Mary Virginia Crites-Hannan Park in Circleville (Pickaway County) covers an area of 72.6 acres, approximately 21 acres of which is wooded. The woodland has a diversity of native trees, shrubs, and wildflowers. Unfortunately, the woodland is also infested with non-native invasive plants including: amur honeysuckle, privet, burning bush, and garlic mustard.
On April 15, 2010, volunteers from Ohio Christian University, Berger Health System, and other members of the community gathered at the park to assist with invasive plant removal. The event was organized by Circleville resident Mr. Paul Hang and members of Friends of the Park.
Approximately 40 volunteers put in a hard days work of pulling garlic mustard and small honeysuckle shrubs, lopping larger shrubs, and dragging cut material to a waiting chipper that was provided by Pickaway County. ODNR Division of Forestry employees assisted by teaching volunteers to identify the invasive plants to be removed, applying herbicide, and working alongside the volunteers to reduce the number of invasive plants in the park.
As honeysuckle, privet and garlic mustard plants were removed, the true diversity of the park was revealed by the presence of many spring ephemeral wildflowers and other interesting native plants. The invasive plants had not yet chocked out native diversity in the woodland and the work of the volunteers will help preserve native plants in the park for everyone to enjoy.

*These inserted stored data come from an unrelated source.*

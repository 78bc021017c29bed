use uuid::Uuid;

use super::{BackendClient, Direction, Query};
use crate::dto::{NewRoom, RoomStatusUpdate};
use crate::entities::{Room, RoomStatus, tables};
use crate::error::AppError;

/// Rooms open for joining, newest first.
///
/// # Errors
///
/// Returns the backend error.
pub async fn list_waiting(client: &BackendClient) -> Result<Vec<Room>, AppError> {
    let query = Query::new()
        .eq("status", RoomStatus::Waiting)
        .order("created_at", Direction::Descending);
    client.select(tables::ROOMS, &query).await
}

/// # Errors
///
/// Returns [`AppError::NotFound`] when no room has this id.
pub async fn get_room(client: &BackendClient, room_id: Uuid) -> Result<Room, AppError> {
    client
        .select_one(tables::ROOMS, &Query::new().eq("id", room_id))
        .await
}

/// Waiting room with this join code (case-insensitive).
///
/// # Errors
///
/// Returns [`AppError::NotFound`] when no waiting room has this code.
pub async fn get_room_by_code(client: &BackendClient, code: &str) -> Result<Room, AppError> {
    let query = Query::new()
        .eq("code", code.trim().to_uppercase())
        .eq("status", RoomStatus::Waiting);
    client.select_one(tables::ROOMS, &query).await
}

/// # Errors
///
/// Returns the backend error, e.g. [`AppError::Conflict`] on a code collision.
pub async fn create_room(client: &BackendClient, room: &NewRoom) -> Result<Room, AppError> {
    client.insert(tables::ROOMS, room).await
}

/// # Errors
///
/// Returns the backend error.
pub async fn update_room_status(
    client: &BackendClient,
    room_id: Uuid,
    status: RoomStatus,
) -> Result<Room, AppError> {
    client
        .update(
            tables::ROOMS,
            &Query::new().eq("id", room_id),
            &RoomStatusUpdate { status },
        )
        .await
}

/// # Errors
///
/// Returns the backend error.
pub async fn delete_room(client: &BackendClient, room_id: Uuid) -> Result<(), AppError> {
    client
        .delete(tables::ROOMS, &Query::new().eq("id", room_id))
        .await
}
use uuid::Uuid;

use crate::backend::rooms;
use crate::context::AppContext;
use crate::dto::{NewRoom, RoomSummary};
use crate::entities::{Player, Room, RoomStatus};
use crate::error::AppError;
use crate::services::PlayerService;
use crate::sync::lobby::fetch_waiting_rooms;
use crate::utils::generate_room_code;
use crate::utils::validation::{
    DEFAULT_MAX_PLAYERS, validate_join_code, validate_max_players, validate_room_name,
};

pub struct RoomService;

impl RoomService {
    /// Create a waiting room hosted by the signed-in user.
    ///
    /// The host is not seated; joining is a separate, explicit step.
    ///
    /// # Errors
    ///
    /// Returns a validation error before any network call, [`AppError::NotAuthenticated`],
    /// or the backend error ([`AppError::Conflict`] on a join-code collision).
    pub async fn create_room(
        ctx: &AppContext,
        name: &str,
        max_players: Option<i32>,
    ) -> Result<Room, AppError> {
        let name = validate_room_name(name)?;
        let max_players = validate_max_players(max_players.unwrap_or(DEFAULT_MAX_PLAYERS))?;
        let identity = ctx.require_identity().await?;

        let new_room = NewRoom {
            host_id: identity.user_id,
            name,
            code: generate_room_code(),
            max_players,
            status: RoomStatus::Waiting,
        };
        let room = rooms::create_room(ctx.client(), &new_room).await?;
        tracing::info!(room_id = %room.id, code = %room.code, "room created");
        Ok(room)
    }

    /// Waiting rooms with their current head counts, newest first.
    ///
    /// # Errors
    ///
    /// Returns the backend error.
    pub async fn list_waiting_rooms(ctx: &AppContext) -> Result<Vec<RoomSummary>, AppError> {
        fetch_waiting_rooms(ctx.client()).await
    }

    /// The waiting room with this join code.
    ///
    /// # Errors
    ///
    /// Returns a validation error for malformed codes (no network call), or
    /// [`AppError::NotFound`].
    pub async fn find_by_code(ctx: &AppContext, code: &str) -> Result<Room, AppError> {
        let code = validate_join_code(code)?;
        rooms::get_room_by_code(ctx.client(), &code)
            .await
            .map_err(|e| match e {
                AppError::NotFound(_) => AppError::NotFound(format!("No open room with code {code}")),
                other => other,
            })
    }

    /// # Errors
    ///
    /// Returns [`AppError::NotFound`] or the backend error.
    pub async fn get_room(ctx: &AppContext, room_id: Uuid) -> Result<Room, AppError> {
        rooms::get_room(ctx.client(), room_id).await
    }

    /// Resolve `code` and take a seat in that room.
    ///
    /// # Errors
    ///
    /// See [`RoomService::find_by_code`] and [`PlayerService::join`].
    pub async fn join_by_code(ctx: &AppContext, code: &str) -> Result<(Room, Player), AppError> {
        let room = Self::find_by_code(ctx, code).await?;
        let player = PlayerService::join(ctx, &room).await?;
        Ok((room, player))
    }

    /// Change the room status. Host only.
    ///
    /// # Errors
    ///
    /// Returns [`AppError::NotHost`] for anyone but the host, or the backend error.
    pub async fn set_status(
        ctx: &AppContext,
        room_id: Uuid,
        status: RoomStatus,
    ) -> Result<Room, AppError> {
        Self::require_host(ctx, room_id, "change the room status").await?;
        let room = rooms::update_room_status(ctx.client(), room_id, status).await?;
        tracing::info!(%room_id, status = %room.status, "room status changed");
        Ok(room)
    }

    /// Delete the room. Host only.
    ///
    /// # Errors
    ///
    /// Returns [`AppError::NotHost`] for anyone but the host, or the backend error.
    pub async fn close_room(ctx: &AppContext, room_id: Uuid) -> Result<(), AppError> {
        Self::require_host(ctx, room_id, "close the room").await?;
        rooms::delete_room(ctx.client(), room_id).await?;
        if ctx.current_room().await == Some(room_id) {
            ctx.set_current_room(None).await;
        }
        tracing::info!(%room_id, "room closed");
        Ok(())
    }

    async fn require_host(ctx: &AppContext, room_id: Uuid, action: &str) -> Result<Room, AppError> {
        let identity = ctx.require_identity().await?;
        let room = rooms::get_room(ctx.client(), room_id).await?;
        if !room.is_host(identity.user_id) {
            return Err(AppError::NotHost {
                action: action.to_string(),
            });
        }
        Ok(room)
    }
}
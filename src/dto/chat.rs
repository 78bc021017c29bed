use serde::Serialize;
use uuid::Uuid;

/// Insert payload for a chat line
#[derive(Debug, Clone, Serialize)]
pub struct NewChatMessage {
    pub room_id: Uuid,
    pub user_id: Uuid,
    pub username: String,
    pub message: String,
}
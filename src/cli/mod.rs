//! Terminal front end.

pub mod render;

use std::time::Duration;

use anyhow::{Context, bail};
use chrono::Utc;
use clap::{Parser, Subcommand};
use tokio::io::{AsyncBufReadExt, BufReader};
use uuid::Uuid;

use crate::backend::auth::OAuthProvider;
use crate::backend::diagnostics;
use crate::context::AppContext;
use crate::entities::{Room, RoomStatus};
use crate::error::AppError;
use crate::services::{
    AuthService, ChatService, PlayerService, ProfileForm, ProfileService, RoomService,
};

#[derive(Parser)]
#[command(name = "mafia-nights", version, about = "Play Mafia with friends from the terminal")]
pub struct Cli {
    /// Disable ANSI colors
    #[arg(long, global = true, env = "NO_COLOR")]
    pub no_color: bool,
    #[command(subcommand)]
    pub command: Command,
}

#[derive(Subcommand)]
pub enum Command {
    /// Create an account with e-mail and password
    Signup {
        #[arg(long)]
        email: String,
        #[arg(long, env = "MAFIA_PASSWORD")]
        password: String,
        /// Defaults to the password
        #[arg(long)]
        confirm: Option<String>,
        #[arg(long)]
        username: Option<String>,
    },
    /// Sign in with e-mail and password
    Login {
        #[arg(long)]
        email: String,
        #[arg(long, env = "MAFIA_PASSWORD")]
        password: String,
    },
    /// Text a one-time code to a phone number
    LoginPhone { phone: String },
    /// Sign in with the code from `login-phone`
    VerifyOtp { phone: String, code: String },
    /// Sign in through Google or Apple in the browser
    LoginOauth {
        #[arg(default_value = "google")]
        provider: String,
        #[arg(long, default_value_t = 300)]
        timeout_secs: u64,
    },
    Logout,
    Whoami,
    /// Show the profile, or set it when any field is given
    Profile {
        #[arg(long)]
        username: Option<String>,
        #[arg(long)]
        name: Option<String>,
        #[arg(long)]
        age: Option<String>,
        /// male, female, other or prefer_not_to_say
        #[arg(long)]
        gender: Option<String>,
        /// char1 (Warrior), char2 (Mage), char3 (Rogue) or char4 (Knight)
        #[arg(long)]
        avatar: Option<String>,
    },
    /// List open rooms
    Rooms {
        /// Keep the list updated until Ctrl+C
        #[arg(long)]
        watch: bool,
    },
    CreateRoom {
        name: String,
        #[arg(long)]
        max_players: Option<i32>,
        /// Also take a seat
        #[arg(long)]
        join: bool,
    },
    /// Take a seat in a room by join code
    Join { code: String },
    /// Give up your seat (room code or id)
    Leave { room: String },
    /// Post a chat message (room code or id)
    Say {
        room: String,
        #[arg(trailing_var_arg = true, required = true)]
        message: Vec<String>,
    },
    /// Show a room live; lines typed on stdin are sent as chat
    Watch { room: String },
    /// Host only: change the room status
    SetStatus { room: String, status: String },
    /// Host only: delete the room
    CloseRoom { room: String },
    /// Check the backend setup
    Diagnose,
}

/// # Errors
///
/// Returns the first error of the command; the caller prints it.
pub async fn run(cli: Cli, ctx: &AppContext) -> anyhow::Result<()> {
    let color = !cli.no_color;
    match cli.command {
        Command::Signup {
            email,
            password,
            confirm,
            username,
        } => {
            let confirm = confirm.unwrap_or_else(|| password.clone());
            match AuthService::sign_up(ctx, &email, &password, &confirm, username.as_deref()).await?
            {
                Some(identity) => println!("Signed up as {}", identity.display_name),
                None => println!("Check {email} for a confirmation link, then log in."),
            }
        }
        Command::Login { email, password } => {
            let identity = AuthService::sign_in(ctx, &email, &password).await?;
            println!("Signed in as {}", identity.display_name);
            suggest_profile(ctx).await;
        }
        Command::LoginPhone { phone } => {
            let phone = AuthService::send_phone_code(ctx, &phone).await?;
            println!("Code sent to {phone}. Run `mafia-nights verify-otp {phone} <code>`.");
        }
        Command::VerifyOtp { phone, code } => {
            let identity = AuthService::verify_phone_code(ctx, &phone, &code).await?;
            println!("Signed in as {}", identity.display_name);
            suggest_profile(ctx).await;
        }
        Command::LoginOauth {
            provider,
            timeout_secs,
        } => {
            let Some(provider) = OAuthProvider::from_str(&provider) else {
                bail!("unknown provider `{provider}`; use google or apple");
            };
            let pending = AuthService::begin_oauth(ctx, provider).await?;
            println!("Open this URL to sign in with {provider}:\n\n  {}\n", pending.url);
            let identity =
                AuthService::finish_oauth(ctx, pending, Duration::from_secs(timeout_secs)).await?;
            println!("Signed in as {}", identity.display_name);
            suggest_profile(ctx).await;
        }
        Command::Logout => {
            AuthService::sign_out(ctx).await?;
            println!("Signed out");
        }
        Command::Whoami => match ctx.identity().await {
            Some(identity) => println!("{} ({})", identity.display_name, identity.user_id),
            None => println!("Not signed in"),
        },
        Command::Profile {
            username,
            name,
            age,
            gender,
            avatar,
        } => {
            if username.is_none()
                && name.is_none()
                && age.is_none()
                && gender.is_none()
                && avatar.is_none()
            {
                show_profile(ctx).await?;
            } else {
                let current = ctx.profile().await;
                let fallback = |field: Option<String>, existing: Option<String>| {
                    field.or(existing).unwrap_or_default()
                };
                let username = fallback(username, current.as_ref().and_then(|p| p.username.clone()));
                let name = fallback(name, current.as_ref().and_then(|p| p.name.clone()));
                let age = fallback(age, current.as_ref().and_then(|p| p.age.map(|a| a.to_string())));
                let gender = fallback(
                    gender,
                    current
                        .as_ref()
                        .and_then(|p| p.gender.map(|g| g.as_str().to_string())),
                );
                let avatar = fallback(avatar, current.as_ref().and_then(|p| p.avatar.clone()));
                let profile = ProfileService::save(
                    ctx,
                    ProfileForm {
                        username: &username,
                        name: &name,
                        age: &age,
                        gender: &gender,
                        avatar: &avatar,
                    },
                )
                .await?;
                println!(
                    "Profile saved for {}",
                    profile.username.as_deref().unwrap_or_default()
                );
            }
        }
        Command::Rooms { watch } => {
            if watch {
                watch_lobby(ctx).await?;
            } else {
                let rooms = RoomService::list_waiting_rooms(ctx).await?;
                print!("{}", render::render_lobby(&rooms));
            }
        }
        Command::CreateRoom {
            name,
            max_players,
            join,
        } => {
            let room = RoomService::create_room(ctx, &name, max_players).await?;
            println!("Created {} with code {}", room.name, room.code);
            if join {
                PlayerService::join(ctx, &room).await?;
                println!("You are seated.");
            }
        }
        Command::Join { code } => {
            let (room, _) = RoomService::join_by_code(ctx, &code).await?;
            println!("Joined {} [{}]", room.name, room.code);
        }
        Command::Leave { room } => {
            let room = resolve_room(ctx, &room).await?;
            PlayerService::leave(ctx, room.id).await?;
            println!("Left {}", room.name);
        }
        Command::Say { room, message } => {
            let room = resolve_room(ctx, &room).await?;
            ChatService::send(ctx, room.id, &message.join(" ")).await?;
        }
        Command::Watch { room } => {
            let room = resolve_room(ctx, &room).await?;
            watch_room(ctx, &room, color).await?;
        }
        Command::SetStatus { room, status } => {
            let Some(status) = RoomStatus::from_str(&status) else {
                bail!("status must be waiting, playing or finished");
            };
            let room = resolve_room(ctx, &room).await?;
            let room = RoomService::set_status(ctx, room.id, status).await?;
            println!("{} is now {}", room.name, room.status);
        }
        Command::CloseRoom { room } => {
            let room = resolve_room(ctx, &room).await?;
            RoomService::close_room(ctx, room.id).await?;
            println!("Closed {}", room.name);
        }
        Command::Diagnose => diagnose(ctx).await?,
    }
    Ok(())
}

/// A room id, or the join code of a waiting room.
async fn resolve_room(ctx: &AppContext, reference: &str) -> Result<Room, AppError> {
    match Uuid::parse_str(reference.trim()) {
        Ok(room_id) => RoomService::get_room(ctx, room_id).await,
        Err(_) => RoomService::find_by_code(ctx, reference).await,
    }
}

async fn suggest_profile(ctx: &AppContext) {
    if !ctx.profile().await.is_some_and(|p| p.is_complete()) {
        println!("Set up your profile with `mafia-nights profile --username ...`.");
    }
}

async fn show_profile(ctx: &AppContext) -> anyhow::Result<()> {
    let Some(profile) = ProfileService::load(ctx).await? else {
        println!("No profile yet.");
        return Ok(());
    };
    let field = |value: Option<String>| value.unwrap_or_else(|| "-".to_string());
    println!("username: {}", field(profile.username));
    println!("name:     {}", field(profile.name));
    println!("age:      {}", field(profile.age.map(|a| a.to_string())));
    println!("gender:   {}", field(profile.gender.map(|g| g.as_str().to_string())));
    println!("avatar:   {}", field(profile.avatar));
    Ok(())
}

async fn diagnose(ctx: &AppContext) -> anyhow::Result<()> {
    let config = ctx.config();
    println!("backend:   {}", config.supabase_url);
    println!("sync mode: {:?}", config.sync_mode);
    let status = diagnostics::check_game_setup(ctx.client())
        .await
        .context("setup check failed")?;
    println!("setup:     {}", status.status);
    if let Some(message) = &status.message {
        println!("           {message}");
    }
    if status.is_error() {
        bail!("the game tables are not installed on this backend");
    }
    Ok(())
}

fn clear_screen() {
    print!("\x1b[2J\x1b[H");
}

async fn watch_lobby(ctx: &AppContext) -> anyhow::Result<()> {
    let handle = ctx.watch_lobby().await?;
    let mut rx = handle.subscribe();
    loop {
        tokio::select! {
            _ = tokio::signal::ctrl_c() => break,
            changed = rx.changed() => {
                if changed.is_err() {
                    break;
                }
                let view = rx.borrow_and_update().clone();
                clear_screen();
                match (&view.state, &view.status) {
                    (Some(rooms), _) => print!("{}", render::render_lobby(rooms)),
                    (None, status) => println!("{status}"),
                }
            }
        }
    }
    Ok(())
}

/// Live room view. Viewing never takes a seat; lines typed on stdin are posted as chat.
async fn watch_room(ctx: &AppContext, room: &Room, color: bool) -> anyhow::Result<()> {
    let handle = ctx.watch_room(room.id).await?;
    let viewer = ctx.identity().await.map(|identity| identity.user_id);
    let mut rx = handle.subscribe();
    let mut lines = BufReader::new(tokio::io::stdin()).lines();
    let mut stdin_open = true;

    loop {
        tokio::select! {
            _ = tokio::signal::ctrl_c() => break,
            changed = rx.changed() => {
                if changed.is_err() {
                    break;
                }
                let view = rx.borrow_and_update().clone();
                clear_screen();
                print!("{}", render::render_room(&view, viewer, Utc::now(), color));
                if viewer.is_some() {
                    println!("\nType a message and press Enter. Ctrl+C to quit.");
                }
            }
            line = lines.next_line(), if stdin_open => match line {
                Ok(Some(text)) => {
                    match ChatService::send(ctx, room.id, &text).await {
                        Ok(_) => handle.refresh(),
                        Err(e) => eprintln!("{e}"),
                    }
                }
                Ok(None) => stdin_open = false,
                Err(e) => {
                    tracing::warn!(error = %e, "stdin closed");
                    stdin_open = false;
                }
            },
        }
    }
    Ok(())
}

Despite the unseasonably warm weather, the group managed to clear invasive plants from about a 2.5 acre area. Much work still needs to be done and some lessons were learned from this initial effort. Additional efforts to control invasive plants in the park are being planned.
Area in foreground cleared of invasive plants.
Amur honeysuckle undergrowth.
Removing amur honeysuckle by hand before chemically treating the stump.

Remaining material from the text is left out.